UNITED STATES SECURITIES AND EXCHANGE COMMISSION
WASHINGTON, D.C. 20549

FORM 8-K

CURRENT REPORT
PURSUANT TO SECTION 13 OR 15(d) OF
THE SECURITIES EXCHANGE ACT OF 1934

Date of Report (date of earliest event reported): November 06, 2006

L-3 COMMUNICATIONS HOLDINGS, INC.
L-3 COMMUNICATIONS CORPORATION

(Exact Name of Registrants as Specified in Charter)

DELAWARE
(State or Other Jurisdiction of Incorporation)


001-14141
333-46983
13-3937434
13-3937436
(Commission File Number) (IRS Employer Identification No.)
600 THIRD AVENUE, NEW YORK, NEW YORK 10016
(Address of Principal Executive Offices) (Zip Code)

(212) 697-1111
(Registrants' Telephone Number, Including Area Code)

Check the appropriate box below if the Form 8-K filing is intended to simultaneously satisfy the filing obligation of the registrant under any of the following provisions (see General Instruction A.2. below):

[ ]  Written communications pursuant to Rule 425 under the Securities Act (17 CFR 230.425)
[ ]  Soliciting material pursuant to Rule 14a-12 under the Exchange Act (17 CFR 240.14a-12)
[ ]  Pre-commencement communications pursuant to Rule 14d-2(b) under the Exchange Act (17 CFR 240.14d-2(b))
[ ]  Pre-commencement communications pursuant to Rule 13e-4(c) under the Exchange Act (17 CFR 240.13e-4(c))

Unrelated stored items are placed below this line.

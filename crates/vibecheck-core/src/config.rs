use crate::app_config::{AppConfig, Environment};
use crate::ConfigError;

/// Load application configuration from environment variables.
///
/// Calls `dotenvy::dotenv().ok()` to load `.env` files before reading env vars.
///
/// # Errors
///
/// Returns `ConfigError` if values are present but invalid.
pub fn load_app_config() -> Result<AppConfig, ConfigError> {
    dotenvy::dotenv().ok();
    load_app_config_from_env()
}

/// Load application configuration from environment variables already in the process.
///
/// Unlike [`load_app_config`], this does NOT load `.env` files.
///
/// # Errors
///
/// Returns `ConfigError` if values are present but invalid.
pub fn load_app_config_from_env() -> Result<AppConfig, ConfigError> {
    build_app_config(|key| std::env::var(key))
}

/// Build application configuration using the provided env-var lookup function.
///
/// Decoupled from the real environment so tests can drive it with a `HashMap`.
fn build_app_config<F>(lookup: F) -> Result<AppConfig, ConfigError>
where
    F: Fn(&str) -> Result<String, std::env::VarError>,
{
    use std::path::PathBuf;

    let or_default = |var: &str, default: &str| -> String {
        lookup(var).unwrap_or_else(|_| default.to_string())
    };

    let optional = |var: &str| -> Option<String> {
        lookup(var)
            .ok()
            .map(|v| v.trim().to_string())
            .filter(|v| !v.is_empty())
    };

    let parse_u32 = |var: &str, default: &str| -> Result<u32, ConfigError> {
        let raw = or_default(var, default);
        raw.parse::<u32>().map_err(|e| ConfigError::InvalidEnvVar {
            var: var.to_string(),
            reason: e.to_string(),
        })
    };

    let parse_u64 = |var: &str, default: &str| -> Result<u64, ConfigError> {
        let raw = or_default(var, default);
        raw.parse::<u64>().map_err(|e| ConfigError::InvalidEnvVar {
            var: var.to_string(),
            reason: e.to_string(),
        })
    };

    let parse_usize = |var: &str, default: &str| -> Result<usize, ConfigError> {
        let raw = or_default(var, default);
        raw.parse::<usize>()
            .map_err(|e| ConfigError::InvalidEnvVar {
                var: var.to_string(),
                reason: e.to_string(),
            })
    };

    let env = parse_environment(&or_default("VIBECHECK_ENV", "development"))?;
    let log_level = or_default("VIBECHECK_LOG_LEVEL", "info");
    let evidence_root = PathBuf::from(or_default("VIBECHECK_EVIDENCE_ROOT", "."));

    let min_text_chars = parse_usize("VIBECHECK_MIN_TEXT_CHARS", "10")?;
    let max_texts_per_url = parse_usize("VIBECHECK_MAX_TEXTS_PER_URL", "50")?;
    let batch_size = parse_usize("VIBECHECK_BATCH_SIZE", "10")?;
    if batch_size == 0 {
        return Err(ConfigError::InvalidEnvVar {
            var: "VIBECHECK_BATCH_SIZE".to_string(),
            reason: "batch size must be at least 1".to_string(),
        });
    }

    let inference_delay_ms = parse_u64("VIBECHECK_INFERENCE_DELAY_MS", "2000")?;
    let inference_jitter_ms = parse_u64("VIBECHECK_INFERENCE_JITTER_MS", "1000")?;
    let inference_max_retries = parse_u32("VIBECHECK_INFERENCE_MAX_RETRIES", "1")?;
    let inference_backoff_base_ms = parse_u64("VIBECHECK_INFERENCE_BACKOFF_BASE_MS", "2000")?;
    let request_timeout_secs = parse_u64("VIBECHECK_REQUEST_TIMEOUT_SECS", "60")?;
    let user_agent = or_default("VIBECHECK_USER_AGENT", "vibecheck/0.1 (sentiment-report)");

    let scraper_command = optional("VIBECHECK_SCRAPER_COMMAND").map(|raw| {
        raw.split_whitespace()
            .map(ToString::to_string)
            .collect::<Vec<_>>()
    });

    let reasoning_api_url = or_default("REASONING_API_URL", "https://api.perplexity.ai");
    let reasoning_api_key = optional("REASONING_API_KEY");
    let reasoning_model = or_default("REASONING_MODEL", "sonar");

    Ok(AppConfig {
        env,
        log_level,
        evidence_root,
        min_text_chars,
        max_texts_per_url,
        batch_size,
        inference_delay_ms,
        inference_jitter_ms,
        inference_max_retries,
        inference_backoff_base_ms,
        request_timeout_secs,
        user_agent,
        scraper_command,
        reasoning_api_url,
        reasoning_api_key,
        reasoning_model,
    })
}

/// Parse a string into an `Environment` variant.
fn parse_environment(s: &str) -> Result<Environment, ConfigError> {
    match s {
        "development" => Ok(Environment::Development),
        "test" => Ok(Environment::Test),
        "production" => Ok(Environment::Production),
        other => Err(ConfigError::InvalidEnvVar {
            var: "VIBECHECK_ENV".to_string(),
            reason: format!("unknown environment '{other}'"),
        }),
    }
}

#[cfg(test)]
#[path = "config_test.rs"]
mod tests;
//! Platform detection from source URLs.

use serde::{Deserialize, Serialize};

use crate::error::SentimentError;

#[derive(Debug, Clone, Copy, PartialEq, Eq, Hash, PartialOrd, Ord, Serialize, Deserialize)]
#[serde(rename_all = "lowercase")]
pub enum Platform {
    Reddit,
    X,
}

/// Host suffixes per platform. A host matches when it equals the suffix or
/// is a subdomain of it, so `netflix.com` is not mistaken for `x.com`.
const HOST_SUFFIXES: &[(&str, Platform)] = &[
    ("reddit.com", Platform::Reddit),
    ("x.com", Platform::X),
    ("twitter.com", Platform::X),
];

const REDDIT_SEEDS: &[&str] = &[
    "https://www.reddit.com/r/all/top/?t=day",
    "https://www.reddit.com/r/technology/hot/",
    "https://www.reddit.com/r/worldnews/hot/",
    "https://www.reddit.com/r/politics/hot/",
    "https://www.reddit.com/r/AskReddit/hot/",
];

const X_SEEDS: &[&str] = &[
    "https://x.com/explore/tabs/trending",
    "https://x.com/search?q=%23trending&src=trend_click&vertical=trends",
];

impl Platform {
    pub const ALL: [Platform; 2] = [Platform::Reddit, Platform::X];

    #[must_use]
    pub fn as_str(self) -> &'static str {
        match self {
            Platform::Reddit => "reddit",
            Platform::X => "x",
        }
    }

    /// Fixed discovery URLs used by the daily run.
    #[must_use]
    pub fn trending_seed_urls(self) -> &'static [&'static str] {
        match self {
            Platform::Reddit => REDDIT_SEEDS,
            Platform::X => X_SEEDS,
        }
    }
}

impl std::fmt::Display for Platform {
    fn fmt(&self, f: &mut std::fmt::Formatter<'_>) -> std::fmt::Result {
        f.write_str(self.as_str())
    }
}

/// Classify `url` by its host.
///
/// # Errors
///
/// Returns [`SentimentError::UnsupportedPlatform`] carrying the host when no
/// known platform matches. An unparseable URL reports the raw input instead.
pub fn detect_platform(url: &str) -> Result<Platform, SentimentError> {
    let trimmed = url.trim();
    let parsed = reqwest::Url::parse(trimmed).map_err(|_| SentimentError::UnsupportedPlatform {
        host: trimmed.to_string(),
    })?;
    let host = parsed
        .host_str()
        .map(str::to_ascii_lowercase)
        .unwrap_or_default();

    HOST_SUFFIXES
        .iter()
        .find(|(suffix, _)| {
            host == *suffix
                || host
                    .strip_suffix(suffix)
                    .is_some_and(|prefix| prefix.ends_with('.'))
        })
        .map(|&(_, platform)| platform)
        .ok_or(SentimentError::UnsupportedPlatform { host })
}

#[cfg(test)]
mod tests {
    use super::*;

    #[test]
    fn detects_reddit() {
        assert_eq!(
            detect_platform("https://www.reddit.com/r/all/top").unwrap(),
            Platform::Reddit
        );
        assert_eq!(
            detect_platform("https://old.reddit.com/r/rust/comments/1/x/").unwrap(),
            Platform::Reddit
        );
    }

    #[test]
    fn detects_x_and_twitter() {
        assert_eq!(detect_platform("https://x.com/explore").unwrap(), Platform::X);
        assert_eq!(
            detect_platform("https://mobile.twitter.com/user/status/1").unwrap(),
            Platform::X
        );
    }

    #[test]
    fn host_match_is_case_insensitive() {
        assert_eq!(
            detect_platform("https://WWW.Reddit.COM/r/news").unwrap(),
            Platform::Reddit
        );
    }

    #[test]
    fn unknown_host_is_rejected_with_host() {
        let err = detect_platform("https://example.com").unwrap_err();
        assert!(
            matches!(err, SentimentError::UnsupportedPlatform { ref host } if host == "example.com"),
            "got: {err:?}"
        );
    }

    #[test]
    fn lookalike_hosts_are_rejected() {
        assert!(detect_platform("https://netflix.com/browse").is_err());
        assert!(detect_platform("https://notreddit.com/r/all").is_err());
    }

    #[test]
    fn unparseable_url_is_rejected() {
        let err = detect_platform("not a url").unwrap_err();
        assert!(matches!(err, SentimentError::UnsupportedPlatform { ref host } if host == "not a url"));
    }

    #[test]
    fn every_seed_url_detects_as_its_platform() {
        for platform in Platform::ALL {
            for url in platform.trending_seed_urls() {
                assert_eq!(detect_platform(url).unwrap(), platform, "seed {url}");
            }
        }
    }
}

SECTION 1 — REGISTRANT’S BUSINESS AND OPERATIONS

ITEM 1.01 —   ENTRY INTO A MATERIAL DEFINITIVE AGREEMENT.

On November 6, 2006, the Board of Directors approved a compensation arrangement relating to the appointment of Michael T. Strianese as Chief Executive Officer and President. The Company agreed to pay Mr. Strianese a base salary of $1,000,000 per year retroactive to his appointment as Interim Chief Executive Officer on June 9, 2006.

The Board also granted Mr. Strianese 100,000 nonqualified stock options that vest annually in equal one-third increments beginning on the one-year anniversary of the grant date.

The Board agreed that Mr. Strianese will be paid an annual discretionary bonus for 2006 determined at the end of the Company’s fiscal year based on the Company’s performance for 2006, Mr. Strianese’s performance and leadership and any other relevant factors.

Pursuant to the compensation arrangement, Mr. Strianese will be entitled to use the Company’s fractional ownership in an executive corporate aircraft program for personal travel subject to a requirement that Mr. Strianese reimburse the Company based on the Company’s actual cost related to his use of the aircraft. In addition, for security purposes, the Company will provide Mr. Strianese with the use of a car and driver.




SIGNATURES

Pursuant to the requirements of the Securities Exchange Act of 1934, the registrant has duly caused this report to be signed on its behalf by the undersigned hereunto duly authorized.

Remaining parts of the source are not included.